Futures Theatre is about to launch Fully Amplified, a seven-part documentary-drama podcast series, created with acclaimed audio production company Reduced Listening. Each episode sees a different writer partnering with a different community of women - from domestic abuse survivors, to members of the Armenian diaspora, to BESEA women who have been on the receiving end of racist abuse – and interweaves conversation with original drama.
To conceive of the podcast as purely a commercial or marketing exercise, in supplement or support of Futures Theatre’s live work is completely wrong, says Bryant. It is akin to conceiving of all theatre in that way, regardless of whether it is staged in a West End playhouse or a community college.
“We have always worked with different groups of women often vulnerable or marginalised women – to tell their stories”, she says. “During the pandemic, we had to stop our in-person engagement work, but it was important that we didn’t stop telling these women’s stories, and making their voices heard. And podcasts seemed like the perfect medium through which to do that.”
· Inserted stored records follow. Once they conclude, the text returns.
//! Application configuration
//!
//! Read from TOML, then overridden from the environment:
//!
//! | Variable             | Field                  |
//! |----------------------|------------------------|
//! | `PLAZA_URL`          | `backend.url`          |
//! | `PLAZA_ANON_KEY`     | `backend.anon_key`     |
//! | `PLAZA_SESSION_FILE` | `backend.session_file` |
//! | `PLAZA_LOG`          | `log_filter`           |

use plaza_backend::BackendConfig;
use serde::{Deserialize, Serialize};
use std::path::{Path, PathBuf};

use crate::chat::DEFAULT_HISTORY_LIMIT;
use crate::error::PlazaError;

/// Top-level configuration
#[derive(Debug, Clone, PartialEq, Eq, Serialize, Deserialize)]
#[serde(default)]
pub struct PlazaConfig {
    /// Backend connection
    pub backend: BackendConfig,
    /// Messages returned by the chat history
    pub chat_history_limit: usize,
    /// Default tracing filter directive
    pub log_filter: String,
}

impl PlazaConfig {
    /// Create default configuration
    #[inline]
    #[must_use]
    pub fn new() -> Self {
        Self::default()
    }

    /// With backend connection
    #[inline]
    #[must_use]
    pub fn with_backend(mut self, backend: BackendConfig) -> Self {
        self.backend = backend;
        self
    }

    /// With chat history limit
    #[inline]
    #[must_use]
    pub fn with_chat_history_limit(mut self, limit: usize) -> Self {
        self.chat_history_limit = limit;
        self
    }

    /// With log filter
    #[inline]
    #[must_use]
    pub fn with_log_filter(mut self, filter: impl Into<String>) -> Self {
        self.log_filter = filter.into();
        self
    }

    /// Parse TOML
    pub fn from_toml_str(text: &str) -> Result<Self, PlazaError> {
        toml::from_str(text).map_err(|e| PlazaError::Config(e.to_string()))
    }

    /// Read a TOML file
    pub fn load(path: &Path) -> Result<Self, PlazaError> {
        let text = std::fs::read_to_string(path)
            .map_err(|e| PlazaError::Config(format!("{}: {e}", path.display())))?;
        Self::from_toml_str(&text)
    }

    /// Render as TOML
    pub fn to_toml_string(&self) -> Result<String, PlazaError> {
        toml::to_string_pretty(self).map_err(|e| PlazaError::Config(e.to_string()))
    }

    /// Apply `PLAZA_*` overrides from the process environment
    #[must_use]
    pub fn with_env(self) -> Self {
        self.with_env_from(|key| std::env::var(key).ok())
    }

    /// Apply `PLAZA_*` overrides from `lookup`
    #[must_use]
    pub fn with_env_from<F>(mut self, lookup: F) -> Self
    where
        F: Fn(&str) -> Option<String>,
    {
        let get = |key: &str| lookup(key).filter(|value| !value.trim().is_empty());
        if let Some(url) = get("PLAZA_URL") {
            self.backend.url = url;
        }
        if let Some(key) = get("PLAZA_ANON_KEY") {
            self.backend.anon_key = key;
        }
        if let Some(path) = get("PLAZA_SESSION_FILE") {
            self.backend.session_file = Some(PathBuf::from(path));
        }
        if let Some(filter) = get("PLAZA_LOG") {
            self.log_filter = filter;
        }
        self
    }

    /// Check the configuration is usable
    pub fn validate(&self) -> Result<(), PlazaError> {
        self.backend
            .validate()
            .map_err(|e| PlazaError::Config(e.message()))?;
        if self.chat_history_limit == 0 {
            return Err(PlazaError::Config("chat_history_limit must be at least 1".into()));
        }
        Ok(())
    }
}

impl Default for PlazaConfig {
    fn default() -> Self {
        Self {
            backend: BackendConfig::default(),
            chat_history_limit: DEFAULT_HISTORY_LIMIT,
            log_filter: "info".to_string(),
        }
    }
}
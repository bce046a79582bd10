//! Backend connection configuration

use serde::{Deserialize, Serialize};
use std::path::PathBuf;
use std::time::Duration;

/// Connection settings for the hosted backend
#[derive(Debug, Clone, PartialEq, Eq, Serialize, Deserialize)]
#[serde(default)]
pub struct BackendConfig {
    /// Project base URL, e.g. `https://xyz.supabase.co`
    pub url: String,
    /// Public (anon) API key
    pub anon_key: String,
    /// Database schema exposed by the table API
    pub schema: String,
    /// Per-request timeout in seconds
    pub request_timeout_secs: u64,
    /// Realtime heartbeat interval in seconds
    pub heartbeat_secs: u64,
    /// Where to persist the auth session between runs
    pub session_file: Option<PathBuf>,
}

impl BackendConfig {
    /// Create config for a project URL and key
    #[inline]
    #[must_use]
    pub fn new(url: impl Into<String>, anon_key: impl Into<String>) -> Self {
        Self {
            url: url.into(),
            anon_key: anon_key.into(),
            ..Self::default()
        }
    }

    /// With session persistence file
    #[inline]
    #[must_use]
    pub fn with_session_file(mut self, path: impl Into<PathBuf>) -> Self {
        self.session_file = Some(path.into());
        self
    }

    /// With request timeout
    #[inline]
    #[must_use]
    pub fn with_request_timeout(mut self, secs: u64) -> Self {
        self.request_timeout_secs = secs;
        self
    }

    /// Base URL without trailing slash
    #[must_use]
    pub fn base_url(&self) -> &str {
        self.url.trim_end_matches('/')
    }

    /// Request timeout as a duration
    #[inline]
    #[must_use]
    pub fn request_timeout(&self) -> Duration {
        Duration::from_secs(self.request_timeout_secs)
    }

    /// Heartbeat interval as a duration (never zero)
    #[inline]
    #[must_use]
    pub fn heartbeat(&self) -> Duration {
        Duration::from_secs(self.heartbeat_secs.max(1))
    }

    /// Check that the mandatory fields are present
    pub fn validate(&self) -> Result<(), crate::BackendError> {
        if self.url.trim().is_empty() {
            return Err(crate::BackendError::Config("backend url is empty".into()));
        }
        if self.anon_key.trim().is_empty() {
            return Err(crate::BackendError::Config("anon key is empty".into()));
        }
        if !(self.url.starts_with("http://") || self.url.starts_with("https://")) {
            return Err(crate::BackendError::Config(format!(
                "backend url must be http(s): {}",
                self.url
            )));
        }
        Ok(())
    }
}

impl Default for BackendConfig {
    fn default() -> Self {
        Self {
            url: String::new(),
            anon_key: String::new(),
            schema: "public".to_string(),
            request_timeout_secs: 30,
            heartbeat_secs: 25,
            session_file: None,
        }
    }
}

#[cfg(test)]
mod tests {
    use super::*;

    #[test]
    fn base_url_strips_trailing_slash() {
        let config = BackendConfig::new("https://demo.supabase.co/", "key");
        assert_eq!(config.base_url(), "https://demo.supabase.co");
    }

    #[test]
    fn validate_rejects_missing_fields() {
        assert!(BackendConfig::default().validate().is_err());
        assert!(BackendConfig::new("https://x.co", "").validate().is_err());
        assert!(BackendConfig::new("ftp://x.co", "key").validate().is_err());
        assert!(BackendConfig::new("https://x.co", "key").validate().is_ok());
    }

    #[test]
    fn heartbeat_never_zero() {
        let mut config = BackendConfig::default();
        config.heartbeat_secs = 0;
        assert_eq!(config.heartbeat(), Duration::from_secs(1));
    }
}
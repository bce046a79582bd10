//! Table query and mutation builders
//!
//! These mirror the small subset of the REST table API that the app uses:
//! column selection with embedded related rows, equality filters, ordering,
//! limits and single-row reads. A builder is plain data; each backend decides
//! how to execute it.

use serde_json::Value;
use uuid::Uuid;

/// Sort direction
#[derive(Debug, Clone, Copy, PartialEq, Eq)]
pub enum Direction {
    /// Oldest / smallest first
    Ascending,
    /// Newest / largest first
    Descending,
}

impl Direction {
    fn as_str(self) -> &'static str {
        match self {
            Direction::Ascending => "asc",
            Direction::Descending => "desc",
        }
    }
}

/// One `ORDER BY` term
#[derive(Debug, Clone, PartialEq, Eq)]
pub struct Order {
    /// Column name
    pub column: String,
    /// Sort direction
    pub direction: Direction,
}

/// Equality filter on a column
#[derive(Debug, Clone, PartialEq)]
pub struct Filter {
    /// Column name
    pub column: String,
    /// Value the column must equal (`null` means `IS NULL`)
    pub value: Value,
}

impl Filter {
    /// Create an equality filter
    #[inline]
    pub fn eq(column: impl Into<String>, value: impl Into<Value>) -> Self {
        Self {
            column: column.into(),
            value: value.into(),
        }
    }

    /// Whether `row` satisfies this filter
    #[must_use]
    pub fn matches(&self, row: &Value) -> bool {
        let actual = row.get(&self.column).unwrap_or(&Value::Null);
        values_equal(actual, &self.value)
    }

    /// Render as a `(column, operator.value)` query pair
    #[must_use]
    pub fn to_param(&self) -> (String, String) {
        let rendered = match &self.value {
            Value::Null => "is.null".to_string(),
            other => format!("eq.{}", render_value(other)),
        };
        (self.column.clone(), rendered)
    }
}

/// Render a filter value the way the table API expects it
#[must_use]
pub fn render_value(value: &Value) -> String {
    match value {
        Value::String(s) => s.clone(),
        other => other.to_string(),
    }
}

/// Loose equality: `"5"` equals `5`, UUID strings compare case-insensitively
#[must_use]
pub fn values_equal(a: &Value, b: &Value) -> bool {
    match (a, b) {
        (Value::String(x), Value::String(y)) => {
            x == y
                || matches!(
                    (Uuid::parse_str(x), Uuid::parse_str(y)),
                    (Ok(x), Ok(y)) if x == y
                )
        }
        (Value::Null, Value::Null) => true,
        (Value::Null, _) | (_, Value::Null) => false,
        _ => render_value(a) == render_value(b),
    }
}

/// Strip whitespace outside quoted identifiers from a select list
#[must_use]
pub fn compact_select(columns: &str) -> String {
    let mut quoted = false;
    columns
        .chars()
        .filter(|c| {
            if *c == '"' {
                quoted = !quoted;
            }
            quoted || !c.is_whitespace()
        })
        .collect()
}

/// Read query against one table
#[derive(Debug, Clone, PartialEq)]
pub struct Query {
    table: String,
    columns: String,
    filters: Vec<Filter>,
    order: Vec<Order>,
    limit: Option<usize>,
    single: bool,
}

impl Query {
    /// Start a query on `table` selecting `*`
    #[must_use]
    pub fn table(table: impl Into<String>) -> Self {
        Self {
            table: table.into(),
            columns: "*".to_string(),
            filters: Vec::new(),
            order: Vec::new(),
            limit: None,
            single: false,
        }
    }

    /// Select columns (may include embedded `relation(...)` groups)
    #[must_use]
    pub fn select(mut self, columns: &str) -> Self {
        self.columns = compact_select(columns);
        self
    }

    /// Keep rows whose `column` equals `value`
    #[must_use]
    pub fn eq(mut self, column: impl Into<String>, value: impl Into<Value>) -> Self {
        self.filters.push(Filter::eq(column, value));
        self
    }

    /// Add a sort term
    #[must_use]
    pub fn order(mut self, column: impl Into<String>, direction: Direction) -> Self {
        self.order.push(Order {
            column: column.into(),
            direction,
        });
        self
    }

    /// Limit number of rows
    #[must_use]
    pub fn limit(mut self, limit: usize) -> Self {
        self.limit = Some(limit);
        self
    }

    /// Expect exactly one row; zero rows is a not-found error
    #[must_use]
    pub fn single(mut self) -> Self {
        self.single = true;
        self
    }

    /// Table name
    #[inline]
    #[must_use]
    pub fn table_name(&self) -> &str {
        &self.table
    }

    /// Compacted select list
    #[inline]
    #[must_use]
    pub fn columns(&self) -> &str {
        &self.columns
    }

    /// Filters
    #[inline]
    #[must_use]
    pub fn filters(&self) -> &[Filter] {
        &self.filters
    }

    /// Sort terms
    #[inline]
    #[must_use]
    pub fn ordering(&self) -> &[Order] {
        &self.order
    }

    /// Row limit
    #[inline]
    #[must_use]
    pub fn row_limit(&self) -> Option<usize> {
        self.limit
    }

    /// Whether this is a single-row read
    #[inline]
    #[must_use]
    pub fn is_single(&self) -> bool {
        self.single
    }

    /// Render as query-string pairs
    #[must_use]
    pub fn to_params(&self) -> Vec<(String, String)> {
        let mut params = vec![("select".to_string(), self.columns.clone())];
        params.extend(self.filters.iter().map(Filter::to_param));
        if !self.order.is_empty() {
            let order = self
                .order
                .iter()
                .map(|o| format!("{}.{}", o.column, o.direction.as_str()))
                .collect::<Vec<_>>()
                .join(",");
            params.push(("order".to_string(), order));
        }
        if let Some(limit) = self.limit {
            params.push(("limit".to_string(), limit.to_string()));
        }
        params
    }
}

/// Insert one or more rows
#[derive(Debug, Clone, PartialEq)]
pub struct Insert {
    table: String,
    rows: Vec<Value>,
    returning: Option<String>,
}

impl Insert {
    /// Start an insert into `table`
    #[must_use]
    pub fn into(table: impl Into<String>) -> Self {
        Self {
            table: table.into(),
            rows: Vec::new(),
            returning: None,
        }
    }

    /// Add a row (a JSON object)
    #[must_use]
    pub fn row(mut self, row: Value) -> Self {
        self.rows.push(row);
        self
    }

    /// Return inserted rows with this select list
    #[must_use]
    pub fn returning(mut self, columns: &str) -> Self {
        self.returning = Some(compact_select(columns));
        self
    }

    /// Table name
    #[inline]
    #[must_use]
    pub fn table_name(&self) -> &str {
        &self.table
    }

    /// Rows to insert
    #[inline]
    #[must_use]
    pub fn rows(&self) -> &[Value] {
        &self.rows
    }

    /// Select list for returned rows, if any
    #[inline]
    #[must_use]
    pub fn returning_columns(&self) -> Option<&str> {
        self.returning.as_deref()
    }
}

/// Update rows matching filters
#[derive(Debug, Clone, PartialEq)]
pub struct Update {
    table: String,
    values: serde_json::Map<String, Value>,
    filters: Vec<Filter>,
}

impl Update {
    /// Start an update of `table`
    #[must_use]
    pub fn table(table: impl Into<String>) -> Self {
        Self {
            table: table.into(),
            values: serde_json::Map::new(),
            filters: Vec::new(),
        }
    }

    /// Set `column` to `value`
    #[must_use]
    pub fn set(mut self, column: impl Into<String>, value: impl Into<Value>) -> Self {
        self.values.insert(column.into(), value.into());
        self
    }

    /// Set several columns from a JSON object (non-objects are ignored)
    #[must_use]
    pub fn set_all(mut self, values: Value) -> Self {
        if let Value::Object(map) = values {
            self.values.extend(map);
        }
        self
    }

    /// Restrict to rows whose `column` equals `value`
    #[must_use]
    pub fn eq(mut self, column: impl Into<String>, value: impl Into<Value>) -> Self {
        self.filters.push(Filter::eq(column, value));
        self
    }

    /// Table name
    #[inline]
    #[must_use]
    pub fn table_name(&self) -> &str {
        &self.table
    }

    /// New column values
    #[inline]
    #[must_use]
    pub fn values(&self) -> &serde_json::Map<String, Value> {
        &self.values
    }

    /// Filters
    #[inline]
    #[must_use]
    pub fn filters(&self) -> &[Filter] {
        &self.filters
    }
}

/// Delete rows matching filters
#[derive(Debug, Clone, PartialEq)]
pub struct Delete {
    table: String,
    filters: Vec<Filter>,
}

impl Delete {
    /// Start a delete from `table`
    #[must_use]
    pub fn from_table(table: impl Into<String>) -> Self {
        Self {
            table: table.into(),
            filters: Vec::new(),
        }
    }

    /// Restrict to rows whose `column` equals `value`
    #[must_use]
    pub fn eq(mut self, column: impl Into<String>, value: impl Into<Value>) -> Self {
        self.filters.push(Filter::eq(column, value));
        self
    }

    /// Table name
    #[inline]
    #[must_use]
    pub fn table_name(&self) -> &str {
        &self.table
    }

    /// Filters
    #[inline]
    #[must_use]
    pub fn filters(&self) -> &[Filter] {
        &self.filters
    }
}

#[cfg(test)]
mod tests {
    use super::*;
    use pretty_assertions::assert_eq;
    use serde_json::json;

    #[test]
    fn compact_select_strips_layout_whitespace() {
        let select = compact_select(
            "
            id,
            content,
            user_profiles (
              id,
              display_name
            )
        ",
        );
        assert_eq!(select, "id,content,user_profiles(id,display_name)");
        assert_eq!(compact_select("\"odd name\", id"), "\"odd name\",id");
    }

    #[test]
    fn query_renders_params_in_order() {
        let query = Query::table("posts")
            .select("id, content")
            .eq("user_profile_id", "abc")
            .order("created_at", Direction::Descending)
            .limit(10);

        assert_eq!(
            query.to_params(),
            vec![
                ("select".to_string(), "id,content".to_string()),
                ("user_profile_id".to_string(), "eq.abc".to_string()),
                ("order".to_string(), "created_at.desc".to_string()),
                ("limit".to_string(), "10".to_string()),
            ]
        );
        assert!(!query.is_single());
        assert!(query.single().is_single());
    }

    #[test]
    fn null_filter_renders_is_null() {
        assert_eq!(
            Filter::eq("image_url", Value::Null).to_param(),
            ("image_url".to_string(), "is.null".to_string())
        );
        assert_eq!(
            Filter::eq("id", 7).to_param(),
            ("id".to_string(), "eq.7".to_string())
        );
    }

    #[test]
    fn filter_matching_is_loose_on_representation() {
        let row = json!({
            "id": 7,
            "user_id": "1C9A2A9E-55B4-4A1F-9D3E-0A8D1D7C2B11",
            "image_url": null
        });
        assert!(Filter::eq("id", 7).matches(&row));
        assert!(Filter::eq("id", "7").matches(&row));
        assert!(Filter::eq("user_id", "1c9a2a9e-55b4-4a1f-9d3e-0a8d1d7c2b11").matches(&row));
        assert!(Filter::eq("image_url", Value::Null).matches(&row));
        assert!(Filter::eq("missing", Value::Null).matches(&row));
        assert!(!Filter::eq("id", 8).matches(&row));
    }

    #[test]
    fn text_filters_are_case_sensitive() {
        let row = json!({"content": "hello", "tag": "ABC-def"});
        assert!(Filter::eq("content", "hello").matches(&row));
        assert!(!Filter::eq("content", "Hello").matches(&row));
        assert!(!Filter::eq("tag", "abc-DEF").matches(&row));
    }

    #[test]
    fn update_collects_values() {
        let update = Update::table("posts")
            .set("content", "hello")
            .set_all(json!({"image_url": null}))
            .set_all(json!("ignored"))
            .eq("id", 3);

        assert_eq!(update.values().len(), 2);
        assert_eq!(update.values()["image_url"], Value::Null);
        assert_eq!(update.filters().len(), 1);
    }
}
Continuing to make podcasts, alongside reigniting in-person engagement work and staging live productions, will allow Futures Theatre to connect with more “brilliant female writers”, have more “important conversations”, and tell more “stories that need to be told” says Bryant.
For her, and for Futures Theatre, and for other theatre companies like it, podcasts are simply another form through which they can keep doing work that is important to them.
The world of podcasting for the live arts world therefore seems to have a lot of application, whether it be for a specific time and place or as a more permanent part of a company’s programming, a positive of lockdown has been the ability for more of our industry to learn about this other medium that can do so much to support their existing work. Will you be building this into your work moving forwards?